- Task instructions: Reproduce exactly, from the data that follows, the line with "a gradient hash", the line with "impl Default for", and every line that lies between them.

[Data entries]
════════
//! Perceptual fingerprinting via a gradient image hash.
//!
//! Tolerant to minor re-encoding and resizing; two re-saves of the
//! same photo normally produce the same digest. Non-image content
//! fails with `UnsupportedContent` and the caller decides fallback
//! policy.

use super::{FileHasher, Fingerprint, FingerprintStrategy};
use crate::error::HashError;
use image_hasher::{HashAlg, Hasher, HasherConfig};
use std::path::Path;

/// Hash grid width/height; 16x16 gives a 256-bit hash
const HASH_SIZE: u32 = 16;

/// Decodes images and computes a gradient hash
pub struct PerceptualHasher {
    hasher: Hasher,
}

impl PerceptualHasher {
    pub fn new() -> Self {
        let hasher = HasherConfig::new()
            .hash_alg(HashAlg::Gradient)
            .hash_size(HASH_SIZE, HASH_SIZE)
            .to_hasher();
        Self { hasher }
    }
}

impl Default for PerceptualHasher {
    fn default() -> Self {
        Self::new()
    }
}

impl FileHasher for PerceptualHasher {
    fn fingerprint(&self, path: &Path) -> Result<Fingerprint, HashError> {
        let image = image::open(path).map_err(|e| match e {
            image::ImageError::IoError(io) => HashError::Io {
                path: path.to_path_buf(),
                source: io,
            },
            other => HashError::UnsupportedContent {
                path: path.to_path_buf(),
                reason: other.to_string(),
            },
        })?;

        let hash = self.hasher.hash_image(&image);

        Ok(Fingerprint::new(
            FingerprintStrategy::Perceptual,
            hash.to_base64(),
        ))
    }

    fn strategy(&self) -> FingerprintStrategy {
        FingerprintStrategy::Perceptual
    }
}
════════
- Solution to the problem:
/// Decodes images and computes a gradient hash
pub struct PerceptualHasher {
    hasher: Hasher,
}

impl PerceptualHasher {
    pub fn new() -> Self {
        let hasher = HasherConfig::new()
            .hash_alg(HashAlg::Gradient)
            .hash_size(HASH_SIZE, HASH_SIZE)
            .to_hasher();
        Self { hasher }
    }
}

impl Default for PerceptualHasher {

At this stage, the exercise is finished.